• Task item
Where does the string "unprocessable" appear in the records? Copy every line that contains it.

(Input data begins)

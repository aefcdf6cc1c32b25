//! # Crossing Workflow
//!
//! The lifecycle operations: create, register entry, attach document, allow
//! exit, report and delete anomalies, and document maintenance.
//!
//! Each mutating operation is one [`Store::try_update`] (or
//! [`Store::try_update_where`]) call, so every precondition check and the
//! mutation it guards happen under a single write lock. A failed check
//! leaves the record untouched.
//!
//! The validation collaborator is passed in per [`Workflow`] value rather
//! than held globally. It runs before the write lock is taken, against a
//! snapshot of the crossing; the guards are checked again under the lock.
//!
//! [`Store::try_update`]: crate::store::Store::try_update
//! [`Store::try_update_where`]: crate::store::Store::try_update_where

use std::collections::HashMap;

use checkpoint_core::{
    AnomalyId, CountryCode, CrossingId, DocumentId, PassengerType, PersonId, TollOfficeId,
    Transport,
};
use chrono::{DateTime, Utc};

use crate::crossing::CrossingRecord;
use crate::document::{Document, DocumentAnomaly};
use crate::error::WorkflowError;
use crate::reference::Person;
use crate::registry::Registry;
use crate::validation::{DocumentValidator, ValidationOutcome};

/// Entry toll given at creation time.
#[derive(Debug, Clone, PartialEq, Eq)]
pub enum EntryToll {
    /// An existing toll office.
    Existing(TollOfficeId),
    /// A new toll office in this country, created alongside the crossing.
    New(CountryCode),
}

/// Input to [`Workflow::create`].
#[derive(Debug, Clone, PartialEq, Eq)]
pub struct NewCrossing {
    /// Number of people aboard.
    pub passenger_count: u32,
    /// How the crossing travels.
    pub transport: Transport,
    /// What the crossing carries.
    pub passenger_type: PassengerType,
    /// Entry toll, registering the crossing immediately.
    pub entry_toll: Option<EntryToll>,
    /// Entry time; defaults to now when an entry toll is given.
    pub entry_time: Option<DateTime<Utc>>,
    /// Associated traveler.
    pub person_id: Option<PersonId>,
}

/// Lifecycle operations over a [`Registry`] with an injected validator.
#[derive(Clone, Copy)]
pub struct Workflow<'a> {
    registry: &'a Registry,
    validator: &'a dyn DocumentValidator,
}

impl<'a> Workflow<'a> {
    /// Bind the registry and validator for a sequence of operations.
    pub fn new(registry: &'a Registry, validator: &'a dyn DocumentValidator) -> Self {
        Self {
            registry,
            validator,
        }
    }

    /// Fetch one crossing.
    pub fn crossing(&self, id: CrossingId) -> Result<CrossingRecord, WorkflowError> {
        self.registry
            .crossings
            .get(&id)
            .ok_or_else(|| WorkflowError::not_found("crossing", id))
    }

    /// Create a crossing, registering entry at once if a toll is given, and
    /// link it to its person. An entry time without an entry toll is ignored.
    ///
    /// Errors only when a referenced toll office or person does not exist.
    pub fn create(&self, input: NewCrossing) -> Result<CrossingRecord, WorkflowError> {
        if let Some(person_id) = input.person_id {
            if !self.registry.persons.contains(&person_id) {
                return Err(WorkflowError::not_found("person", person_id));
            }
        }
        let entry_toll = match input.entry_toll {
            Some(EntryToll::Existing(id)) => {
                if !self.registry.toll_offices.contains(&id) {
                    return Err(WorkflowError::not_found("toll office", id));
                }
                Some(id)
            }
            Some(EntryToll::New(country)) => Some(self.registry.add_toll_office(country).id),
            None => None,
        };

        let mut record = CrossingRecord::new(
            input.passenger_count,
            input.transport,
            input.passenger_type,
            input.person_id,
        );
        if let Some(toll) = entry_toll {
            record.register_entry(toll, input.entry_time.unwrap_or_else(Utc::now))?;
        }
        self.registry.crossings.insert(record.id, record.clone());

        if let Some(person_id) = record.person_id {
            let crossing_id = record.id;
            self.registry.persons.try_update(&person_id, |p| {
                p.crossing_ids.push(crossing_id);
                Ok::<_, WorkflowError>(())
            });
        }

        tracing::info!(
            crossing_id = %record.id,
            transport = %record.transport,
            stage = %record.stage(),
            "crossing created"
        );
        Ok(record)
    }

    /// Register entry at `toll` and validate every attached document under
    /// the toll's country.
    ///
    /// Errors: crossing missing (not found), already registered (conflict),
    /// toll missing (not found), in that order.
    pub fn register_entry(
        &self,
        id: CrossingId,
        toll: TollOfficeId,
        time: Option<DateTime<Utc>>,
    ) -> Result<CrossingRecord, WorkflowError> {
        let time = time.unwrap_or_else(Utc::now);
        let snapshot = self.crossing(id)?;
        if let Some(existing) = snapshot.entry_toll_id {
            return Err(WorkflowError::AlreadyRegistered { id, toll: existing });
        }
        let region = self
            .registry
            .toll_country(toll)
            .ok_or_else(|| WorkflowError::not_found("toll office", toll))?;
        let outcomes: HashMap<DocumentId, ValidationOutcome> = snapshot
            .documents
            .iter()
            .map(|doc| (doc.id, self.validator.validate(doc, &region)))
            .collect();

        let record = self
            .registry
            .crossings
            .try_update(&id, |record| {
                record.register_entry(toll, time)?;
                // Documents attached after the snapshot are validated here.
                record.apply_validations(&outcomes, self.validator, &region);
                Ok(record.clone())
            })
            .unwrap_or_else(|| Err(WorkflowError::not_found("crossing", id)))?;

        tracing::info!(
            crossing_id = %id,
            toll_id = %toll,
            documents = record.documents.len(),
            cleared = record.documents_cleared(),
            "entry registered"
        );
        Ok(record)
    }

    /// Attach a scanned document, validating it at once if the crossing is
    /// already registered.
    pub fn attach_document(
        &self,
        crossing_id: CrossingId,
        image: Vec<u8>,
    ) -> Result<Document, WorkflowError> {
        let snapshot = self.crossing(crossing_id)?;
        let mut document = Document::scan(crossing_id, image);
        if let Some(toll) = snapshot.entry_toll_id {
            let outcome = self.validator.validate(&document, &self.entry_region(toll)?);
            document.apply_validation(&outcome);
        }

        let document = self
            .registry
            .crossings
            .try_update(&crossing_id, |record| {
                // Entry registered since the snapshot.
                if let (None, Some(toll)) = (snapshot.entry_toll_id, record.entry_toll_id) {
                    let outcome = self.validator.validate(&document, &self.entry_region(toll)?);
                    document.apply_validation(&outcome);
                }
                record.documents.push(document.clone());
                Ok(document)
            })
            .unwrap_or_else(|| Err(WorkflowError::not_found("crossing", crossing_id)))?;

        tracing::info!(
            crossing_id = %crossing_id,
            document_id = %document.id,
            bytes = document.image.len(),
            verified = document.verified,
            anomalies = document.anomalies.len(),
            "document attached"
        );
        Ok(document)
    }

    fn entry_region(&self, toll: TollOfficeId) -> Result<CountryCode, WorkflowError> {
        self.registry
            .toll_country(toll)
            .ok_or_else(|| WorkflowError::not_found("toll office", toll))
    }

    /// Authorize exit at `toll`.
    ///
    /// Errors, first failing check wins: crossing missing (not found), not
    /// registered (unprocessable), documents not cleared (forbidden),
    /// already exited (conflict), toll missing (not found).
    pub fn allow_exit(
        &self,
        id: CrossingId,
        toll: TollOfficeId,
        time: Option<DateTime<Utc>>,
    ) -> Result<CrossingRecord, WorkflowError> {
        let time = time.unwrap_or_else(Utc::now);
        let result = self
            .registry
            .crossings
            .try_update(&id, |record| {
                record.ensure_can_exit()?;
                if !self.registry.toll_offices.contains(&toll) {
                    return Err(WorkflowError::not_found("toll office", toll));
                }
                record.allow_exit(toll, time)?;
                Ok(record.clone())
            })
            .unwrap_or_else(|| Err(WorkflowError::not_found("crossing", id)));

        match &result {
            Ok(_) => tracing::info!(crossing_id = %id, toll_id = %toll, "exit allowed"),
            Err(e) => tracing::warn!(crossing_id = %id, toll_id = %toll, error = %e, "exit refused"),
        }
        result
    }

    /// Append officer-reported anomalies to a document.
    ///
    /// Descriptions are stored as given, whitespace included.
    ///
    /// Errors: document missing (not found), empty list (unprocessable). On
    /// error nothing is recorded.
    pub fn report_anomalies(
        &self,
        document_id: DocumentId,
        descriptions: Vec<String>,
    ) -> Result<Vec<DocumentAnomaly>, WorkflowError> {
        let created = self
            .registry
            .crossings
            .try_update_where(
                |c| c.has_document(document_id),
                |c| {
                    if descriptions.is_empty() {
                        return Err(WorkflowError::EmptyAnomalyReport);
                    }
                    let document = c
                        .document_mut(document_id)
                        .ok_or_else(|| WorkflowError::not_found("document", document_id))?;
                    Ok(document.report_anomalies(&descriptions))
                },
            )
            .unwrap_or_else(|| Err(WorkflowError::not_found("document", document_id)))?;

        tracing::info!(
            document_id = %document_id,
            count = created.len(),
            "anomalies reported"
        );
        Ok(created)
    }

    /// Remove one anomaly. The document's `verified` flag is left as is.
    pub fn delete_anomaly(&self, id: AnomalyId) -> Result<DocumentAnomaly, WorkflowError> {
        let removed = self
            .registry
            .crossings
            .try_update_where(
                |c| c.documents.iter().any(|d| d.has_anomaly(id)),
                |c| {
                    c.documents
                        .iter_mut()
                        .find_map(|d| d.remove_anomaly(id))
                        .ok_or_else(|| WorkflowError::not_found("anomaly", id))
                },
            )
            .unwrap_or_else(|| Err(WorkflowError::not_found("anomaly", id)))?;

        tracing::info!(anomaly_id = %id, document_id = %removed.document_id, "anomaly deleted");
        Ok(removed)
    }

    /// Detach and discard a document.
    pub fn delete_document(&self, id: DocumentId) -> Result<Document, WorkflowError> {
        let removed = self
            .registry
            .crossings
            .try_update_where(
                |c| c.has_document(id),
                |c| {
                    let pos = c
                        .documents
                        .iter()
                        .position(|d| d.id == id)
                        .ok_or_else(|| WorkflowError::not_found("document", id))?;
                    Ok(c.documents.remove(pos))
                },
            )
            .unwrap_or_else(|| Err(WorkflowError::not_found("document", id)))?;

        tracing::info!(document_id = %id, crossing_id = %removed.crossing_id, "document deleted");
        Ok(removed)
    }

    /// Overwrite a document's `verified` flag. Anomalies are untouched.
    pub fn set_document_verified(
        &self,
        id: DocumentId,
        verified: bool,
    ) -> Result<Document, WorkflowError> {
        let updated = self
            .registry
            .crossings
            .try_update_where(
                |c| c.has_document(id),
                |c| {
                    let document = c
                        .document_mut(id)
                        .ok_or_else(|| WorkflowError::not_found("document", id))?;
                    document.verified = verified;
                    Ok(document.clone())
                },
            )
            .unwrap_or_else(|| Err(WorkflowError::not_found("document", id)))?;

        tracing::info!(document_id = %id, verified, "document patched");
        Ok(updated)
    }

    /// Replace the set of crossings linked to a person, keeping each
    /// crossing's `person_id` in step. Duplicates are dropped.
    ///
    /// Errors: person missing (not found); a listed crossing that does not
    /// exist or belongs to another person (unprocessable). On error nothing
    /// is changed.
    pub fn relink_person(
        &self,
        id: PersonId,
        crossing_ids: Vec<CrossingId>,
    ) -> Result<Person, WorkflowError> {
        let person = self
            .registry
            .persons
            .get(&id)
            .ok_or_else(|| WorkflowError::not_found("person", id))?;

        let mut linked: Vec<CrossingId> = Vec::with_capacity(crossing_ids.len());
        for crossing_id in crossing_ids {
            if linked.contains(&crossing_id) {
                continue;
            }
            let crossing = self.registry.crossings.get(&crossing_id).ok_or_else(|| {
                WorkflowError::InvalidRequest(format!("crossing {crossing_id} does not exist"))
            })?;
            if crossing.person_id.is_some_and(|owner| owner != id) {
                return Err(WorkflowError::InvalidRequest(format!(
                    "crossing {crossing_id} belongs to another person"
                )));
            }
            linked.push(crossing_id);
        }

        for dropped in person.crossing_ids.iter().filter(|c| !linked.contains(*c)) {
            self.registry.crossings.try_update(dropped, |c| {
                c.person_id = None;
                Ok::<_, WorkflowError>(())
            });
        }
        for crossing_id in &linked {
            self.registry.crossings.try_update(crossing_id, |c| {
                c.person_id = Some(id);
                Ok::<_, WorkflowError>(())
            });
        }
        let updated = self
            .registry
            .persons
            .try_update(&id, |p| {
                p.crossing_ids = linked;
                Ok(p.clone())
            })
            .unwrap_or_else(|| Err(WorkflowError::not_found("person", id)))?;

        tracing::info!(person_id = %id, crossings = updated.crossing_ids.len(), "person relinked");
        Ok(updated)
    }
}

(Input data ends)

• Output
    /// registered (unprocessable), documents not cleared (forbidden),
    /// Errors: document missing (not found), empty list (unprocessable). On
    /// exist or belongs to another person (unprocessable). On error nothing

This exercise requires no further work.